=== Section Start ===

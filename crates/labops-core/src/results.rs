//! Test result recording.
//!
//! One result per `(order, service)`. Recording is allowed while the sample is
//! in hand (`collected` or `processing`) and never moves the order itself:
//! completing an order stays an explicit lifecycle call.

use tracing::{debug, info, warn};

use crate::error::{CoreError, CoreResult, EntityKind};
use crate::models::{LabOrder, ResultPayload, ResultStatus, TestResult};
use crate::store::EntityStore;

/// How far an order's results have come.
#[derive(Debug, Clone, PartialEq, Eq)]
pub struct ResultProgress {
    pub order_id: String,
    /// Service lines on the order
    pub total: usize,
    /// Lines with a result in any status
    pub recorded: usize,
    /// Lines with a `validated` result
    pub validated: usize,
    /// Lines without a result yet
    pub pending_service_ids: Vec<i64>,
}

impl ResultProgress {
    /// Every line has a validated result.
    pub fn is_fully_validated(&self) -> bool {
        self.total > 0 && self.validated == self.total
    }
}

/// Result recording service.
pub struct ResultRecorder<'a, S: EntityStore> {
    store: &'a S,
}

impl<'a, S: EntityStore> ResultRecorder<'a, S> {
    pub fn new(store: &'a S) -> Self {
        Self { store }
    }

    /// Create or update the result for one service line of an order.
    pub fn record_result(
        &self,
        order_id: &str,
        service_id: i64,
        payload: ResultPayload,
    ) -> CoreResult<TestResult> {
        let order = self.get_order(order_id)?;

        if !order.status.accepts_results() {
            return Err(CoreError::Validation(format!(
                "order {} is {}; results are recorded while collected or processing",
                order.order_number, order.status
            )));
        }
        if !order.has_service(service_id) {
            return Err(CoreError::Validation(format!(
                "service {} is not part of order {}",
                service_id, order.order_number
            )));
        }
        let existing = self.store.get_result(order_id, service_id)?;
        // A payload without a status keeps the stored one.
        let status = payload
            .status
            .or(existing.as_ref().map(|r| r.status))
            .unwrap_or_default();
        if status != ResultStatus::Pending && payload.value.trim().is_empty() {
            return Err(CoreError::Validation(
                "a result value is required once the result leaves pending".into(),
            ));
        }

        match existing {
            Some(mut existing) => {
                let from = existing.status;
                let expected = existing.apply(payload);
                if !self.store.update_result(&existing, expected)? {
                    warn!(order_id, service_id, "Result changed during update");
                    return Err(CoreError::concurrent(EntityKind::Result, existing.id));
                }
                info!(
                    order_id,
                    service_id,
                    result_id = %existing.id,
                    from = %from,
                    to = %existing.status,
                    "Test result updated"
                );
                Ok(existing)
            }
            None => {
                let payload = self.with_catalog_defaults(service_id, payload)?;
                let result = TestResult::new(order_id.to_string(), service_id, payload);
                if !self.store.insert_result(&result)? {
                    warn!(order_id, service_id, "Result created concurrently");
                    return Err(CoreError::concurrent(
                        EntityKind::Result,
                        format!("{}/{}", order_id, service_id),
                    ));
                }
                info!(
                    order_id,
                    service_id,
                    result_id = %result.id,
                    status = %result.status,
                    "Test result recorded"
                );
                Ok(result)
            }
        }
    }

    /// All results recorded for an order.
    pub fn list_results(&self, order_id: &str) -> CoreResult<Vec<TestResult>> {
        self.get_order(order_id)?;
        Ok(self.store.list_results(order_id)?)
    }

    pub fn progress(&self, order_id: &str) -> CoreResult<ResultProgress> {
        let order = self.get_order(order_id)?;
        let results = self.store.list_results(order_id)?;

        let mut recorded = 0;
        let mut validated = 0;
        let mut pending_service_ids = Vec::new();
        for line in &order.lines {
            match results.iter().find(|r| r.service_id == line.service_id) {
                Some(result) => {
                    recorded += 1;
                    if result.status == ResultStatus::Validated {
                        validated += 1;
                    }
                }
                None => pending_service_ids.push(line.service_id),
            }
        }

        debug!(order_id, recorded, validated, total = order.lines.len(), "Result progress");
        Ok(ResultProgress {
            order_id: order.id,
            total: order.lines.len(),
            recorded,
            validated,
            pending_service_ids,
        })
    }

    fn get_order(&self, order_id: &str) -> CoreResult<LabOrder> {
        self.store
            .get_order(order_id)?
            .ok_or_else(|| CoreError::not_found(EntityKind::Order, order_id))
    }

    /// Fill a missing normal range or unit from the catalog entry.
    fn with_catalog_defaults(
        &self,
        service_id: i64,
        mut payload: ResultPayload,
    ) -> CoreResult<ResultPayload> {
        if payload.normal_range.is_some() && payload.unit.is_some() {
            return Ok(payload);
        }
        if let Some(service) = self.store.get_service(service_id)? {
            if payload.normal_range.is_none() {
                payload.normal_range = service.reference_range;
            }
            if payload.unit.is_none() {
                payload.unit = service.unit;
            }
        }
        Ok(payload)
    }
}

=== Section End ===
=== Section Start ===

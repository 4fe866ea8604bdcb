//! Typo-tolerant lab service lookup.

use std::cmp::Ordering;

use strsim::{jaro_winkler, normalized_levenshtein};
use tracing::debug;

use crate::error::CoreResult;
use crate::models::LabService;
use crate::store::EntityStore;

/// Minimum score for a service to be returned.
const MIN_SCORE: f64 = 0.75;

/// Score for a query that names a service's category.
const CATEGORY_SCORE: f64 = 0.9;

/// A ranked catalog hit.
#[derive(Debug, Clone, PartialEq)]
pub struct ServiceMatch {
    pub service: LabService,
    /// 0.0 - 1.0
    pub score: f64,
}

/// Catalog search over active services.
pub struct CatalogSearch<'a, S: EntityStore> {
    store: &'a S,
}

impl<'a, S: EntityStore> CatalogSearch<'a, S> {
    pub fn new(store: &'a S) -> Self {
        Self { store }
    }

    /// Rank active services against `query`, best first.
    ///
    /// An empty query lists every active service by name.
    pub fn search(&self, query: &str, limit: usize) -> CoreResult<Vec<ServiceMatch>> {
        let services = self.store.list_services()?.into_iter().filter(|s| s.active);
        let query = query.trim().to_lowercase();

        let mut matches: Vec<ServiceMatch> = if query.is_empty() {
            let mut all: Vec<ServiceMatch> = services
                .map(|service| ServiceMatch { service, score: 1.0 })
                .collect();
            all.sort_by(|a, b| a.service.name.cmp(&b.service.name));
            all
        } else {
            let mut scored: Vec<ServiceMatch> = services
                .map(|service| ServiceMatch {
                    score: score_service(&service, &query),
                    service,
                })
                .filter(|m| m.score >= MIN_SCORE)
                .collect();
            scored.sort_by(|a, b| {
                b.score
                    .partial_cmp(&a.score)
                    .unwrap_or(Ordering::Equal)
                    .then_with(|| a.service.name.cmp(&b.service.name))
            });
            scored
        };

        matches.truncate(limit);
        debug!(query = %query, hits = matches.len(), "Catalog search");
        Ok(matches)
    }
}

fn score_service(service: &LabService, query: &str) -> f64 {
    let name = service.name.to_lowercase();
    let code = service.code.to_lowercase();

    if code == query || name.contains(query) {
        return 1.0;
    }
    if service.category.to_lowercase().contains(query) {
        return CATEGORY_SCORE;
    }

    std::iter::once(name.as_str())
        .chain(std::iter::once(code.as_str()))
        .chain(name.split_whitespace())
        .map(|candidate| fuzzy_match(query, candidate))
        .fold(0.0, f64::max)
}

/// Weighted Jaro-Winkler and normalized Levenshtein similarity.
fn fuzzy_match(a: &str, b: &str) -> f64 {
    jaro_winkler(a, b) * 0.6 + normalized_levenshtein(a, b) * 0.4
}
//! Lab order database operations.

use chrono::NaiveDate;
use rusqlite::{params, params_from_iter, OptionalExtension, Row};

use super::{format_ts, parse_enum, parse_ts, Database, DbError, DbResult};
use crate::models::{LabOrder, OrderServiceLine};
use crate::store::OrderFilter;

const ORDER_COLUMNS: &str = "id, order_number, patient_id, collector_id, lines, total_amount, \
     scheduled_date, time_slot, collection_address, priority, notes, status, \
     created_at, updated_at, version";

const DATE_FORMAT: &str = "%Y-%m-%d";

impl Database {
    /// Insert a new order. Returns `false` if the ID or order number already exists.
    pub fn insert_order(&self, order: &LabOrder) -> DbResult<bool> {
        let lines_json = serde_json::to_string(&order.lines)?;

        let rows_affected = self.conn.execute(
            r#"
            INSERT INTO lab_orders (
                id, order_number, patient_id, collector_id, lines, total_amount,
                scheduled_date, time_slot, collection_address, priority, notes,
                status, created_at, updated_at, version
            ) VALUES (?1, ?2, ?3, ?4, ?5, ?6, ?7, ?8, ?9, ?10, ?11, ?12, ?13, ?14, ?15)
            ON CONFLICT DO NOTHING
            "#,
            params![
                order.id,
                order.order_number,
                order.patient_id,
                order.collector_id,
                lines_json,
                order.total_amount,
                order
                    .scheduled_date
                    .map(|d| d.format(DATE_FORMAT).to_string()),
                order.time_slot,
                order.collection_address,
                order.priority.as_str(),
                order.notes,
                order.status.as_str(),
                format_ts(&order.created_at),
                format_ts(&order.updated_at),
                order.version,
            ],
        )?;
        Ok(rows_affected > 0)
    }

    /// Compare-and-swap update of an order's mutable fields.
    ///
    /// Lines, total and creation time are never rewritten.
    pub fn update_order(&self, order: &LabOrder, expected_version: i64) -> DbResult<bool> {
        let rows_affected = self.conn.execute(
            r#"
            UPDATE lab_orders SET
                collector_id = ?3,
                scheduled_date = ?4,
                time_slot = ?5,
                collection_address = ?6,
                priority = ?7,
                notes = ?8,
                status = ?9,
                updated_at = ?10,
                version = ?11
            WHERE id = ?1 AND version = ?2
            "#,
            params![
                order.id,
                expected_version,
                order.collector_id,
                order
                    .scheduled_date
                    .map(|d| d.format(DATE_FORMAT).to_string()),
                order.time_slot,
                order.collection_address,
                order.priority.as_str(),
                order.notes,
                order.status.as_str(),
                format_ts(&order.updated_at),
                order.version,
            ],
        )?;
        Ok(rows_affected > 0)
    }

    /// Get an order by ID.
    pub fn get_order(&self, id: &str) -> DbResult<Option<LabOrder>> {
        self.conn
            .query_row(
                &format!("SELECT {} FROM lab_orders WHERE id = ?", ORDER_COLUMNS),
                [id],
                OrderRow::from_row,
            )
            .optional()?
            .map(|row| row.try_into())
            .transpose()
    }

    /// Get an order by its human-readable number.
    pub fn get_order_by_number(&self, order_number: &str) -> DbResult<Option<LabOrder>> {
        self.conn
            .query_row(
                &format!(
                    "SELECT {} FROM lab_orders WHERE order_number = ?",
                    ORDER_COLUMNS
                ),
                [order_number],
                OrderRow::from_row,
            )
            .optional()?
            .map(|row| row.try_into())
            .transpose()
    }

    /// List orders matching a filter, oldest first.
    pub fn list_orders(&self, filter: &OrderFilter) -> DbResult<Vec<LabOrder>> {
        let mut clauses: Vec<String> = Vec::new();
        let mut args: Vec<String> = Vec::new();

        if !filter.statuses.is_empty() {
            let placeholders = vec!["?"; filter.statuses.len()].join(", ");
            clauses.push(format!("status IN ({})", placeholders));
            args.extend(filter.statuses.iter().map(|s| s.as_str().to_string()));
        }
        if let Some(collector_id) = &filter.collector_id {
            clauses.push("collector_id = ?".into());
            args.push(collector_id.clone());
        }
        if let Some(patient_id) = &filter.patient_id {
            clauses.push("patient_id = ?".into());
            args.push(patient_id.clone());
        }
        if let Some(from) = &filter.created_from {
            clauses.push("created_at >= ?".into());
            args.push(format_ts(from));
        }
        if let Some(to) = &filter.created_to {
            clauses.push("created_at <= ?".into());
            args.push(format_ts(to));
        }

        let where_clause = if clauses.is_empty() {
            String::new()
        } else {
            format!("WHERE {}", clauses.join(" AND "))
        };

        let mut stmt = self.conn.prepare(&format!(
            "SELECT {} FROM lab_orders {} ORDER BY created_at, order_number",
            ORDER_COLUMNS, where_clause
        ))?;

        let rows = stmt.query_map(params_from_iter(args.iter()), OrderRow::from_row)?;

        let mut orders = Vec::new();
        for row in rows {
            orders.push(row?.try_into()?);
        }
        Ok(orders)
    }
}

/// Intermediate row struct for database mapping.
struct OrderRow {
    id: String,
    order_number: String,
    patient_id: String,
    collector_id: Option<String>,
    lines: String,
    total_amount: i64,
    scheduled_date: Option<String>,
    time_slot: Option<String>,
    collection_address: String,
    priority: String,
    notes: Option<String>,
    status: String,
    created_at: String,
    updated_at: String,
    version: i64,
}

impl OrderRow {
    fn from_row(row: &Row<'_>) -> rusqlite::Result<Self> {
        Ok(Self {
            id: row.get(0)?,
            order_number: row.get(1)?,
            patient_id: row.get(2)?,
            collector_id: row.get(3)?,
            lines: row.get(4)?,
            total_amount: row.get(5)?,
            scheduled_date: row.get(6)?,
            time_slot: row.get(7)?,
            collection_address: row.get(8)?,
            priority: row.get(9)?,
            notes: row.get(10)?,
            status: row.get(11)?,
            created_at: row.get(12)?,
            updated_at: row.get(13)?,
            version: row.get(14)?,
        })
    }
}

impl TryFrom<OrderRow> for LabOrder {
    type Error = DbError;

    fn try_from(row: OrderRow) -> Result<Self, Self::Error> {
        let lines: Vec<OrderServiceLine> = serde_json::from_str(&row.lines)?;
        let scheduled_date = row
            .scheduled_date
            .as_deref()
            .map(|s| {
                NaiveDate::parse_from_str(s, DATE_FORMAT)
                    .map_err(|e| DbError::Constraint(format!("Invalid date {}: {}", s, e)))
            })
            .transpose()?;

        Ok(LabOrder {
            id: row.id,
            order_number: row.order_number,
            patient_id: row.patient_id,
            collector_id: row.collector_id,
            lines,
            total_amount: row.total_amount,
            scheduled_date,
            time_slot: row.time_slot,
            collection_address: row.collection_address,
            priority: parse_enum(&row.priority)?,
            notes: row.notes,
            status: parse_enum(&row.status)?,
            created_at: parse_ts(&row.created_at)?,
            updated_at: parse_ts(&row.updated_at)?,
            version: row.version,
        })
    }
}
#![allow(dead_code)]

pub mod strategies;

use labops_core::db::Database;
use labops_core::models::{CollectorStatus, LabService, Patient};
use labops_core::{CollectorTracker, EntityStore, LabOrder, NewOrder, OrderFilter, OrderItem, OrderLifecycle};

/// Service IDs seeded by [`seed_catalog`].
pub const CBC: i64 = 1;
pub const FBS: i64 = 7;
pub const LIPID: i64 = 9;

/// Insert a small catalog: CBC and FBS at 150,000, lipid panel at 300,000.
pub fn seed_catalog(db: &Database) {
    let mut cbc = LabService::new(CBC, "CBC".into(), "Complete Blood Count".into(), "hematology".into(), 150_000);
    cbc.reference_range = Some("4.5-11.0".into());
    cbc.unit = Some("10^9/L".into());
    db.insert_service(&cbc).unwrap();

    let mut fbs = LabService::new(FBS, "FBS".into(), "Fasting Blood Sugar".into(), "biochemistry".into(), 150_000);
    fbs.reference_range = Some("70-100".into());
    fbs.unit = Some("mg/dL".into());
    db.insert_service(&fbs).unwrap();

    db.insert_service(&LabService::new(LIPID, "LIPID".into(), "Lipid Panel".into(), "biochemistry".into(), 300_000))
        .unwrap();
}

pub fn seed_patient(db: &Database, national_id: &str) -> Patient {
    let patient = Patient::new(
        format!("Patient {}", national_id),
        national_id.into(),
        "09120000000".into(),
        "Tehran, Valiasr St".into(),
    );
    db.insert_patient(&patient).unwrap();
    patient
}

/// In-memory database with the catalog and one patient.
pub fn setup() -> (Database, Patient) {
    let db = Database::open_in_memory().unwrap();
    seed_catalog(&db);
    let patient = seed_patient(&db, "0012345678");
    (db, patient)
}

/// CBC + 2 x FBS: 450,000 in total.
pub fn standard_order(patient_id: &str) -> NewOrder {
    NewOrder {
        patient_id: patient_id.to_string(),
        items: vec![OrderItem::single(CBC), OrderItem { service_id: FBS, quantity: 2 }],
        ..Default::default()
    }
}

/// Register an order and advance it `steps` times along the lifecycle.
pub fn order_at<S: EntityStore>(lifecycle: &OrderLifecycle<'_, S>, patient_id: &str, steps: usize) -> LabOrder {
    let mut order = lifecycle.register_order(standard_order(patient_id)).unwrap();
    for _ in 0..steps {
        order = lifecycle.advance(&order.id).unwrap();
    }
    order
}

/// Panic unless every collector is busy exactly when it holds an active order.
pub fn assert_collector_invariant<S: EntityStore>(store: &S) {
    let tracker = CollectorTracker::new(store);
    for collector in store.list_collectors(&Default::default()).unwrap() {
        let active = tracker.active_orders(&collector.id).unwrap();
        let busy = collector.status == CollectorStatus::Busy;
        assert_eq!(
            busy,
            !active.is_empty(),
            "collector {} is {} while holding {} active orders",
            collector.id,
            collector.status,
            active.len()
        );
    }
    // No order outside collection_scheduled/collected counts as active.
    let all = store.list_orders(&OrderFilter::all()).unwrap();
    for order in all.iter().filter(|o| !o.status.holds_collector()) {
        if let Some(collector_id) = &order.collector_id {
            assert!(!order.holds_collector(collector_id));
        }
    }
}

=== Section End ===
=== Section Start ===

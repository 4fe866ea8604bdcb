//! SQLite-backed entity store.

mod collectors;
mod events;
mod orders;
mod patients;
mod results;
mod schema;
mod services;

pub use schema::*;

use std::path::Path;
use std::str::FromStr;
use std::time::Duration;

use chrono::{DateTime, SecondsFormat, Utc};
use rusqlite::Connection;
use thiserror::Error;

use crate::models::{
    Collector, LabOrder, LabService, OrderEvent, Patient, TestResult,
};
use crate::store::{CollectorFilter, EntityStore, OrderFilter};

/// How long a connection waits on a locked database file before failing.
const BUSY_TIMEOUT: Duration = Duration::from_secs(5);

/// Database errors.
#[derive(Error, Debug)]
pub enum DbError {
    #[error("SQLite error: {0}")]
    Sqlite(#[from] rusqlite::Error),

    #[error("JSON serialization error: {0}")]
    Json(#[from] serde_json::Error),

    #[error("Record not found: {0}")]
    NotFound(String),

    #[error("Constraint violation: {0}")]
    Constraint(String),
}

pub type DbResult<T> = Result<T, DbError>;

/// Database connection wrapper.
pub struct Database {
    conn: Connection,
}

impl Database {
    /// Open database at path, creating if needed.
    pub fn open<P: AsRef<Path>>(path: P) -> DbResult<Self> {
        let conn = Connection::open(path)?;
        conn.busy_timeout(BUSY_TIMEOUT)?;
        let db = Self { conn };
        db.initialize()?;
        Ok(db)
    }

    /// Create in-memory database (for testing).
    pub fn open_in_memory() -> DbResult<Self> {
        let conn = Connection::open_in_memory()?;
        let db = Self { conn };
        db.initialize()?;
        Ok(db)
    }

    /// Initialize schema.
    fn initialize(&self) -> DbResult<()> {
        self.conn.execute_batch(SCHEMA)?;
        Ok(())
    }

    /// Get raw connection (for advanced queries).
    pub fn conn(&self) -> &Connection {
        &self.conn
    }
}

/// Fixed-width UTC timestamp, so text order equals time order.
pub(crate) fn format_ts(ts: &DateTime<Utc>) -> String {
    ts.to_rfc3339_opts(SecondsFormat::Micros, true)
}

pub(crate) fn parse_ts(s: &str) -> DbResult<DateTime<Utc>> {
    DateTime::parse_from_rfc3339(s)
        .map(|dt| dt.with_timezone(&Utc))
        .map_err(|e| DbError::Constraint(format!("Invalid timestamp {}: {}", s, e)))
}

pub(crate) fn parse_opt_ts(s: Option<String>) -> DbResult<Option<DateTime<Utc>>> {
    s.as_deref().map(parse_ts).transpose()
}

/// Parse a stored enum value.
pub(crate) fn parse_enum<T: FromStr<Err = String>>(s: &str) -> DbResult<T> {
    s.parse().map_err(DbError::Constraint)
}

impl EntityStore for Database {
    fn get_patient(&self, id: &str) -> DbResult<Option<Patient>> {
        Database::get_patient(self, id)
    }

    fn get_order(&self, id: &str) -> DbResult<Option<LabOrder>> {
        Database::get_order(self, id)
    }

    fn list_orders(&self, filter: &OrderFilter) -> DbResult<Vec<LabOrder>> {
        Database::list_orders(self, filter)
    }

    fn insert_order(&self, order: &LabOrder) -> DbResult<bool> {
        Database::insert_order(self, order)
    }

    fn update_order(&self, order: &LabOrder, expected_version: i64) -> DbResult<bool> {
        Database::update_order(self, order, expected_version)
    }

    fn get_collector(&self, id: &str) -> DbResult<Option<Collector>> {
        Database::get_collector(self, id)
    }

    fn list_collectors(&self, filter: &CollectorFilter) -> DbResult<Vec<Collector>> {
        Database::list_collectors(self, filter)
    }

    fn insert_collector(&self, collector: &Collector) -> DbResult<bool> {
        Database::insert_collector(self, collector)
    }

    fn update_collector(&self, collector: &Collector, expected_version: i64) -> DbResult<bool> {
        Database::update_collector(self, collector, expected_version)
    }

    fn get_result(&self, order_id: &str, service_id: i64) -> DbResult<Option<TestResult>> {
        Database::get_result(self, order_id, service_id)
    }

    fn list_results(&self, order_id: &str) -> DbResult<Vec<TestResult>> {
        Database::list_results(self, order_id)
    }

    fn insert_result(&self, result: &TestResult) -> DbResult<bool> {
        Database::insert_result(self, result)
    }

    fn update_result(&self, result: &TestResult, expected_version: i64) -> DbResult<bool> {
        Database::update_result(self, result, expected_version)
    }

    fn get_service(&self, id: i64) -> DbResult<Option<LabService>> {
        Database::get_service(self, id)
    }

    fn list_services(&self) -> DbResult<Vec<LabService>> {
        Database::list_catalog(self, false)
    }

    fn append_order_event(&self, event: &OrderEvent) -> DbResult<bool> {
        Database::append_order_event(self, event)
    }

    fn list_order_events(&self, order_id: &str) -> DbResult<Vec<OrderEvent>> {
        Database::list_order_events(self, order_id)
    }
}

=== Section End ===

Everything above from the line with "let where_clause = if" to the line with "NaiveDate::parse_from_str(s, DATE_FORMAT)", both included, must be repeated exactly, and nothing outside that range.

EXPECTED ANSWER
        let where_clause = if clauses.is_empty() {
            String::new()
        } else {
            format!("WHERE {}", clauses.join(" AND "))
        };

        let mut stmt = self.conn.prepare(&format!(
            "SELECT {} FROM lab_orders {} ORDER BY created_at, order_number",
            ORDER_COLUMNS, where_clause
        ))?;

        let rows = stmt.query_map(params_from_iter(args.iter()), OrderRow::from_row)?;

        let mut orders = Vec::new();
        for row in rows {
            orders.push(row?.try_into()?);
        }
        Ok(orders)
    }
}

/// Intermediate row struct for database mapping.
struct OrderRow {
    id: String,
    order_number: String,
    patient_id: String,
    collector_id: Option<String>,
    lines: String,
    total_amount: i64,
    scheduled_date: Option<String>,
    time_slot: Option<String>,
    collection_address: String,
    priority: String,
    notes: Option<String>,
    status: String,
    created_at: String,
    updated_at: String,
    version: i64,
}

impl OrderRow {
    fn from_row(row: &Row<'_>) -> rusqlite::Result<Self> {
        Ok(Self {
            id: row.get(0)?,
            order_number: row.get(1)?,
            patient_id: row.get(2)?,
            collector_id: row.get(3)?,
            lines: row.get(4)?,
            total_amount: row.get(5)?,
            scheduled_date: row.get(6)?,
            time_slot: row.get(7)?,
            collection_address: row.get(8)?,
            priority: row.get(9)?,
            notes: row.get(10)?,
            status: row.get(11)?,
            created_at: row.get(12)?,
            updated_at: row.get(13)?,
            version: row.get(14)?,
        })
    }
}

impl TryFrom<OrderRow> for LabOrder {
    type Error = DbError;

    fn try_from(row: OrderRow) -> Result<Self, Self::Error> {
        let lines: Vec<OrderServiceLine> = serde_json::from_str(&row.lines)?;
        let scheduled_date = row
            .scheduled_date
            .as_deref()
            .map(|s| {
                NaiveDate::parse_from_str(s, DATE_FORMAT)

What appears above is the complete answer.